Martin von Ostrowski, der sich einen Großteil des künstlerischen Nachlasses von Konrad Sommer gesichert hat, teilt die Schaffenszeit des Künstlers in Frühwerk, Personalstil sowie Spätwerk ein und beschreibt immense Veränderungen in Sichtweise und Malstil im Laufe der Jahrzehnte. Sommer habe seine Kunst mit einem enormen Zeitaufwand betrieben, wie sie nur ein »von Malerei Besessener« entfalten könne. Zuerst habe ihn der Realismus des 19. Jahrhunderts fasziniert. Wie die Maler dieser Epoche, habe er Farbflecken dicht nebeneinandergesetzt, um eine belebte Flächenstruktur zu erreichen. In der als Personalstil bezeichneten Schaffensperiode, die bei Sommer erstaunlicherweise erst nach Vollendung seines 40. Lebensjahres einsetzte. Nun, so beschreibt es von Ostrowski, bediene sich der Maler weiter einer fleckenhaften, durch strukturierte Pinselstriche geprägten Malerei, die allerdings einen blockhaften Ausbau in der Komposition bewirke. In der späten Phase, die beeinflusst von der schwindenden Sehfähigkeit war, übermalte Sommer frühere Werke, um die Ausdruckskraft der Bilder zu steigern.

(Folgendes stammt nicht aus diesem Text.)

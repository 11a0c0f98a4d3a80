//! Terraform state model and decoder.
//!
//! Parses state v4 documents as written by `terraform apply -state=<file>`. Resource and
//! instance order is kept exactly as it appears in the document.

use std::collections::BTreeMap;

use serde::{Deserialize, Serialize};

use super::TerraformError;
use super::value::{AttributeValue, ValueError};

#[derive(Debug, Clone, PartialEq, Serialize, Deserialize)]
pub struct TerraformState {
    #[serde(default)]
    pub version: Option<u32>,
    #[serde(default)]
    pub terraform_version: Option<String>,
    #[serde(default)]
    pub serial: Option<u64>,
    #[serde(default)]
    pub lineage: Option<String>,
    #[serde(default)]
    pub outputs: BTreeMap<String, StateOutput>,
    pub resources: Vec<Resource>,
}

#[derive(Debug, Clone, PartialEq, Serialize, Deserialize)]
pub struct StateOutput {
    pub value: AttributeValue,
    #[serde(default)]
    pub sensitive: bool,
}

#[derive(Debug, Clone, PartialEq, Serialize, Deserialize)]
pub struct Resource {
    #[serde(default)]
    pub mode: ResourceMode,
    #[serde(rename = "type")]
    pub resource_type: String,
    pub name: String,
    #[serde(default, skip_serializing_if = "Option::is_none")]
    pub module: Option<String>,
    #[serde(default)]
    pub provider: Option<String>,
    pub instances: Vec<Instance>,
}

#[derive(Debug, Clone, Copy, Default, PartialEq, Eq, Serialize, Deserialize)]
#[serde(rename_all = "snake_case")]
pub enum ResourceMode {
    #[default]
    Managed,
    Data,
}

#[derive(Debug, Clone, PartialEq, Serialize, Deserialize)]
pub struct Instance {
    #[serde(default, skip_serializing_if = "Option::is_none")]
    pub index_key: Option<AttributeValue>,
    #[serde(default)]
    pub schema_version: u64,
    pub attributes: BTreeMap<String, AttributeValue>,
}

impl TerraformState {
    /// Decodes raw state JSON.
    ///
    /// Fails with [`TerraformError::MalformedState`] when `resources` is missing, when a
    /// resource has no `type`, `name` or instances, or when an instance has no attribute object.
    pub fn decode(raw: &str) -> Result<Self, TerraformError> {
        let state: TerraformState = serde_json::from_str(raw)
            .map_err(|e| TerraformError::MalformedState(e.to_string()))?;

        if let Some(empty) = state.resources.iter().find(|r| r.instances.is_empty()) {
            return Err(TerraformError::MalformedState(format!(
                "resource {} has no instances",
                empty.address()
            )));
        }

        Ok(state)
    }

    pub fn resource(&self, resource_type: &str, name: &str) -> Option<&Resource> {
        self.resources
            .iter()
            .find(|r| r.resource_type == resource_type && r.name == name)
    }

    pub fn instance_count(&self) -> usize {
        self.resources.iter().map(|r| r.instances.len()).sum()
    }
}

impl Resource {
    /// Terraform address, e.g. `coder_script.windows-rdp` or `data.coder_workspace.me`.
    pub fn address(&self) -> String {
        let prefix = match self.mode {
            ResourceMode::Managed => String::new(),
            ResourceMode::Data => "data.".to_string(),
        };
        let local = format!("{}{}.{}", prefix, self.resource_type, self.name);
        match &self.module {
            Some(module) => format!("{module}.{local}"),
            None => local,
        }
    }
}

impl Instance {
    pub fn attribute(&self, name: &str) -> Result<&AttributeValue, ValueError> {
        self.attributes
            .get(name)
            .ok_or_else(|| ValueError::NotFound(name.to_string()))
    }

    pub fn str_attribute(&self, name: &str) -> Result<&str, ValueError> {
        self.attribute(name)?.as_str()
    }
}
//! Required-variable sweep.
//!
//! For each required variable the module is applied once with only that variable removed
//! and must fail naming it; then the full set must apply cleanly. Combinations of two or
//! more missing variables are not exercised.

use thiserror::Error;

use crate::terraform::{ApplyWorkflow, TerraformError, TerraformState, Variables, VariableSchema};

#[derive(Debug, Error)]
pub enum ValidationError {
    #[error("variable {name} is declared required but no value was supplied in the valid set")]
    NotInValidSet { name: String },

    #[error("{name} is not a required variable but it's set as required")]
    NotRequired { name: String },

    #[error("removing {expected} reported missing variable {actual} instead")]
    WrongVariable { expected: String, actual: String },

    #[error("removing {name} failed for another reason: {source}")]
    UnexpectedFailure {
        name: String,
        #[source]
        source: TerraformError,
    },

    #[error("apply with the full variable set failed: {0}")]
    ValidSetFailed(#[source] TerraformError),
}

/// Outcome of one removal check.
#[derive(Debug, Clone, PartialEq, Eq)]
pub struct VariableCheck {
    pub name: String,
    pub passed: bool,
}

/// Runs the sweep and returns the state produced by the full variable set.
///
/// Stops at the first failed check.
pub async fn assert_required_variables<W>(
    workflow: &W,
    schema: &VariableSchema,
    valid: &Variables,
) -> Result<TerraformState, ValidationError>
where
    W: ApplyWorkflow + ?Sized,
{
    for decl in schema.required() {
        check_variable(workflow, &decl.name, valid).await?;
    }

    tracing::info!("applying with full variable set");
    workflow
        .apply(valid)
        .await
        .map_err(ValidationError::ValidSetFailed)
}

/// Runs every removal check and the full apply without stopping, for reporting.
pub async fn check_required_variables<W>(
    workflow: &W,
    schema: &VariableSchema,
    valid: &Variables,
) -> (Vec<(VariableCheck, Option<ValidationError>)>, Result<TerraformState, ValidationError>)
where
    W: ApplyWorkflow + ?Sized,
{
    let mut checks = Vec::new();
    for decl in schema.required() {
        let result = check_variable(workflow, &decl.name, valid).await;
        let check = VariableCheck {
            name: decl.name.clone(),
            passed: result.is_ok(),
        };
        checks.push((check, result.err()));
    }

    let full = workflow
        .apply(valid)
        .await
        .map_err(ValidationError::ValidSetFailed);
    (checks, full)
}

async fn check_variable<W>(workflow: &W, name: &str, valid: &Variables) -> Result<(), ValidationError>
where
    W: ApplyWorkflow + ?Sized,
{
    if !valid.contains_key(name) {
        return Err(ValidationError::NotInValidSet {
            name: name.to_string(),
        });
    }

    let mut without = valid.clone();
    without.remove(name);

    tracing::info!(variable = name, "applying without required variable");

    match workflow.apply(&without).await {
        Err(TerraformError::MissingVariable { name: actual }) if actual == name => {
            tracing::debug!(variable = name, "missing variable reported as expected");
            Ok(())
        }
        Err(TerraformError::MissingVariable { name: actual }) => Err(ValidationError::WrongVariable {
            expected: name.to_string(),
            actual,
        }),
        Err(source) => Err(ValidationError::UnexpectedFailure {
            name: name.to_string(),
            source,
        }),
        Ok(_) => Err(ValidationError::NotRequired {
            name: name.to_string(),
        }),
    }
}

#[cfg(test)]
mod tests {
    use super::*;
    use crate::terraform::VariableDecl;
    use async_trait::async_trait;
    use std::sync::Mutex;

    /// Evaluates like a module with the given required variables.
    struct FakeModule {
        required: Vec<&'static str>,
        calls: Mutex<Vec<Vec<String>>>,
    }

    impl FakeModule {
        fn new(required: Vec<&'static str>) -> Self {
            Self {
                required,
                calls: Mutex::new(Vec::new()),
            }
        }
    }

    #[async_trait]
    impl ApplyWorkflow for FakeModule {
        async fn apply(&self, variables: &Variables) -> Result<TerraformState, TerraformError> {
            self.calls
                .lock()
                .unwrap()
                .push(variables.keys().cloned().collect());
            if let Some(missing) = self.required.iter().find(|r| !variables.contains_key(**r)) {
                return Err(TerraformError::MissingVariable {
                    name: missing.to_string(),
                });
            }
            TerraformState::decode(r#"{"resources": []}"#)
        }
    }

    fn schema(names: &[(&str, bool)]) -> VariableSchema {
        VariableSchema::new(
            names
                .iter()
                .map(|(name, required)| VariableDecl {
                    name: name.to_string(),
                    required: *required,
                })
                .collect(),
        )
    }

    fn valid() -> Variables {
        Variables::from([
            ("agent_id".to_string(), "foo".to_string()),
            ("resource_id".to_string(), "bar".to_string()),
        ])
    }

    #[tokio::test]
    async fn test_sweep_passes_one_variable_at_a_time() {
        let module = FakeModule::new(vec!["agent_id", "resource_id"]);
        let schema = schema(&[
            ("agent_id", true),
            ("resource_id", true),
            ("admin_username", false),
        ]);

        assert_required_variables(&module, &schema, &valid())
            .await
            .unwrap();

        let calls = module.calls.lock().unwrap();
        assert_eq!(
            *calls,
            vec![
                vec!["resource_id".to_string()],
                vec!["agent_id".to_string()],
                vec!["agent_id".to_string(), "resource_id".to_string()],
            ]
        );
    }

    #[tokio::test]
    async fn test_sweep_detects_variable_that_is_not_required() {
        let module = FakeModule::new(vec!["agent_id"]);
        let schema = schema(&[("agent_id", true), ("resource_id", true)]);

        let err = assert_required_variables(&module, &schema, &valid())
            .await
            .unwrap_err();
        assert!(matches!(err, ValidationError::NotRequired { ref name } if name == "resource_id"));
        assert_eq!(
            err.to_string(),
            "resource_id is not a required variable but it's set as required"
        );
    }

    #[tokio::test]
    async fn test_sweep_detects_wrong_variable_reported() {
        let module = FakeModule::new(vec!["token", "agent_id"]);
        let schema = schema(&[("agent_id", true)]);
        let err = assert_required_variables(&module, &schema, &valid())
            .await
            .unwrap_err();
        match err {
            ValidationError::WrongVariable { expected, actual } => {
                assert_eq!(expected, "agent_id");
                assert_eq!(actual, "token");
            }
            other => panic!("expected WrongVariable, got {other:?}"),
        }
    }

    #[tokio::test]
    async fn test_required_variable_absent_from_valid_set() {
        let module = FakeModule::new(vec![]);
        let schema = schema(&[("workspace_id", true)]);

        let err = assert_required_variables(&module, &schema, &valid())
            .await
            .unwrap_err();
        assert!(matches!(err, ValidationError::NotInValidSet { .. }));
        assert!(module.calls.lock().unwrap().is_empty());
    }

    #[tokio::test]
    async fn test_check_reports_every_variable() {
        let module = FakeModule::new(vec!["agent_id"]);
        let schema = schema(&[("agent_id", true), ("resource_id", true)]);

        let (checks, full) = check_required_variables(&module, &schema, &valid()).await;
        let summary: Vec<(String, bool)> = checks
            .iter()
            .map(|(check, _)| (check.name.clone(), check.passed))
            .collect();
        assert_eq!(
            summary,
            vec![
                ("agent_id".to_string(), true),
                ("resource_id".to_string(), false)
            ]
        );
        assert!(full.is_ok());
    }
}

Ausstellung bis zum Jahresende
Aber das alles ist Theorie. Selten gibt es für Leser und Betrachter Gelegenheit, nur Beschriebenes in der Realität zu überprüfen. Im Museum Schloss Adelsheim sind die Werke von Konrad Sommer bis zum Jahresende zu sehen. Im Nebengebäude sind in umfangreicher Werkschau Gemälde zu sehen, die das Arbeitsfeld von Konrad Sommer ab der 1940er-Jahre fast ein halbes Jahrhundert verfolgen lassen. Die im so genannten Kabinett ausgestellten Aquarelle, die in Mehrzahl durch Frische und mutige Farbgebung überzeugen, umfassen etwa den gleichen Zeitraum.

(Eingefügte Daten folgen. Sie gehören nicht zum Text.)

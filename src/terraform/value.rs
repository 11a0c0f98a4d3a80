use std::collections::BTreeMap;
use std::fmt;

use serde::{Deserialize, Serialize};
use thiserror::Error;

/// A decoded resource attribute.
///
/// Terraform state stores attributes as arbitrary JSON. Accessors are strict:
/// asking a number for its string form is a [`ValueError::TypeMismatch`], never a
/// silent coercion.
#[derive(Debug, Clone, PartialEq, Serialize, Deserialize)]
#[serde(untagged)]
pub enum AttributeValue {
    Null,
    Bool(bool),
    Number(serde_json::Number),
    String(String),
    List(Vec<AttributeValue>),
    Map(BTreeMap<String, AttributeValue>),
}

#[derive(Debug, Error, PartialEq)]
pub enum ValueError {
    #[error("expected {expected}, found {found}")]
    TypeMismatch {
        expected: &'static str,
        found: &'static str,
    },

    #[error("attribute not found: {0}")]
    NotFound(String),
}

impl AttributeValue {
    pub fn kind(&self) -> &'static str {
        match self {
            AttributeValue::Null => "null",
            AttributeValue::Bool(_) => "bool",
            AttributeValue::Number(_) => "number",
            AttributeValue::String(_) => "string",
            AttributeValue::List(_) => "list",
            AttributeValue::Map(_) => "map",
        }
    }

    pub fn is_null(&self) -> bool {
        matches!(self, AttributeValue::Null)
    }

    pub fn as_str(&self) -> Result<&str, ValueError> {
        match self {
            AttributeValue::String(s) => Ok(s),
            other => Err(other.mismatch("string")),
        }
    }

    pub fn as_bool(&self) -> Result<bool, ValueError> {
        match self {
            AttributeValue::Bool(b) => Ok(*b),
            other => Err(other.mismatch("bool")),
        }
    }

    pub fn as_i64(&self) -> Result<i64, ValueError> {
        match self {
            AttributeValue::Number(n) => n.as_i64().ok_or(ValueError::TypeMismatch {
                expected: "integer",
                found: "number",
            }),
            other => Err(other.mismatch("integer")),
        }
    }

    pub fn as_f64(&self) -> Result<f64, ValueError> {
        match self {
            AttributeValue::Number(n) => n.as_f64().ok_or(ValueError::TypeMismatch {
                expected: "float",
                found: "number",
            }),
            other => Err(other.mismatch("float")),
        }
    }

    pub fn as_list(&self) -> Result<&[AttributeValue], ValueError> {
        match self {
            AttributeValue::List(items) => Ok(items),
            other => Err(other.mismatch("list")),
        }
    }

    pub fn as_map(&self) -> Result<&BTreeMap<String, AttributeValue>, ValueError> {
        match self {
            AttributeValue::Map(map) => Ok(map),
            other => Err(other.mismatch("map")),
        }
    }

    /// Looks up a key in a map value.
    pub fn get(&self, key: &str) -> Result<&AttributeValue, ValueError> {
        self.as_map()?
            .get(key)
            .ok_or_else(|| ValueError::NotFound(key.to_string()))
    }

    /// True when this is a string equal to `expected`. Non-strings never match.
    pub fn str_eq(&self, expected: &str) -> bool {
        matches!(self, AttributeValue::String(s) if s == expected)
    }

    fn mismatch(&self, expected: &'static str) -> ValueError {
        ValueError::TypeMismatch {
            expected,
            found: self.kind(),
        }
    }
}

impl From<serde_json::Value> for AttributeValue {
    fn from(value: serde_json::Value) -> Self {
        match value {
            serde_json::Value::Null => AttributeValue::Null,
            serde_json::Value::Bool(b) => AttributeValue::Bool(b),
            serde_json::Value::Number(n) => AttributeValue::Number(n),
            serde_json::Value::String(s) => AttributeValue::String(s),
            serde_json::Value::Array(items) => {
                AttributeValue::List(items.into_iter().map(AttributeValue::from).collect())
            }
            serde_json::Value::Object(map) => AttributeValue::Map(
                map.into_iter()
                    .map(|(k, v)| (k, AttributeValue::from(v)))
                    .collect(),
            ),
        }
    }
}

impl From<&str> for AttributeValue {
    fn from(value: &str) -> Self {
        AttributeValue::String(value.to_string())
    }
}

impl fmt::Display for AttributeValue {
    fn fmt(&self, f: &mut fmt::Formatter<'_>) -> fmt::Result {
        match self {
            AttributeValue::String(s) => f.write_str(s),
            AttributeValue::Null => f.write_str("null"),
            AttributeValue::Bool(b) => write!(f, "{b}"),
            AttributeValue::Number(n) => write!(f, "{n}"),
            other => match serde_json::to_string(other) {
                Ok(json) => f.write_str(&json),
                Err(_) => Err(fmt::Error),
            },
        }
    }
}
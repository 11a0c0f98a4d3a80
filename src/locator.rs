//! Predicate-based lookup of resource instances.
//!
//! Matching is always first-wins under the state's resource order, then the resource's
//! instance order, so two decodes of the same apply resolve to the same instance.

use std::collections::BTreeMap;

use crate::terraform::{AttributeValue, Instance, Resource, TerraformState};

/// A located instance together with the resource that declares it.
#[derive(Debug, Clone, Copy, PartialEq)]
pub struct Located<'a> {
    pub resource: &'a Resource,
    pub instance: &'a Instance,
    pub index: usize,
}

impl<'a> Located<'a> {
    pub fn attribute(&self, name: &str) -> Option<&'a AttributeValue> {
        self.instance.attributes.get(name)
    }
}

pub fn find<'a, P>(state: &'a TerraformState, predicate: P) -> Option<Located<'a>>
where
    P: Fn(&Resource, &Instance) -> bool,
{
    state.resources.iter().find_map(|resource| {
        resource
            .instances
            .iter()
            .enumerate()
            .find(|&(_, instance)| predicate(resource, instance))
            .map(|(index, instance)| Located {
                resource,
                instance,
                index,
            })
    })
}

/// Attributes of the first instance of the first resource with the given type (and name).
pub fn find_resource_instance<'a>(
    state: &'a TerraformState,
    resource_type: &str,
    name: Option<&str>,
) -> Option<&'a BTreeMap<String, AttributeValue>> {
    state
        .resources
        .iter()
        .find(|r| r.resource_type == resource_type && name.is_none_or(|n| r.name == n))
        .and_then(|r| r.instances.first())
        .map(|instance| &instance.attributes)
}

/// Declarative predicate: every populated field must match.
#[derive(Debug, Clone, Default, PartialEq)]
pub struct ResourceQuery {
    resource_type: Option<String>,
    name: Option<String>,
    attributes: Vec<(String, String)>,
}

impl ResourceQuery {
    pub fn new() -> Self {
        Self::default()
    }

    pub fn resource_type(mut self, resource_type: impl Into<String>) -> Self {
        self.resource_type = Some(resource_type.into());
        self
    }

    pub fn name(mut self, name: impl Into<String>) -> Self {
        self.name = Some(name.into());
        self
    }

    /// Requires a string attribute with exactly this value.
    pub fn attribute_eq(mut self, attribute: impl Into<String>, value: impl Into<String>) -> Self {
        self.attributes.push((attribute.into(), value.into()));
        self
    }

    pub fn matches(&self, resource: &Resource, instance: &Instance) -> bool {
        self.resource_type
            .as_deref()
            .is_none_or(|t| resource.resource_type == t)
            && self.name.as_deref().is_none_or(|n| resource.name == n)
            && self.attributes.iter().all(|(key, expected)| {
                instance
                    .attributes
                    .get(key)
                    .is_some_and(|v| v.str_eq(expected))
            })
    }

    pub fn find<'a>(&self, state: &'a TerraformState) -> Option<Located<'a>> {
        find(state, |resource, instance| self.matches(resource, instance))
    }

    /// String value of `attribute` on the first match. `None` if nothing matches or the
    /// attribute is missing or not a string.
    pub fn find_str<'a>(&self, state: &'a TerraformState, attribute: &str) -> Option<&'a str> {
        self.find(state)?.attribute(attribute)?.as_str().ok()
    }
}

impl std::fmt::Display for ResourceQuery {
    fn fmt(&self, f: &mut std::fmt::Formatter<'_>) -> std::fmt::Result {
        write!(
            f,
            "{}.{}",
            self.resource_type.as_deref().unwrap_or("*"),
            self.name.as_deref().unwrap_or("*")
        )?;
        for (key, value) in &self.attributes {
            write!(f, "[{key}={value:?}]")?;
        }
        Ok(())
    }
}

Ist der Künstler und sein Werk auch erst sehr spät und ohne eigenes Zutun in die Öffentlichkeit gekommen, sollten Interessierte die Möglichkeit nutzen, um sich mit dem immens beachtenswerten Können Konrad Sommers vertraut zu machen. Zum ersten Mal und, wer kann es wissen, vielleicht auch zum letzten Mal.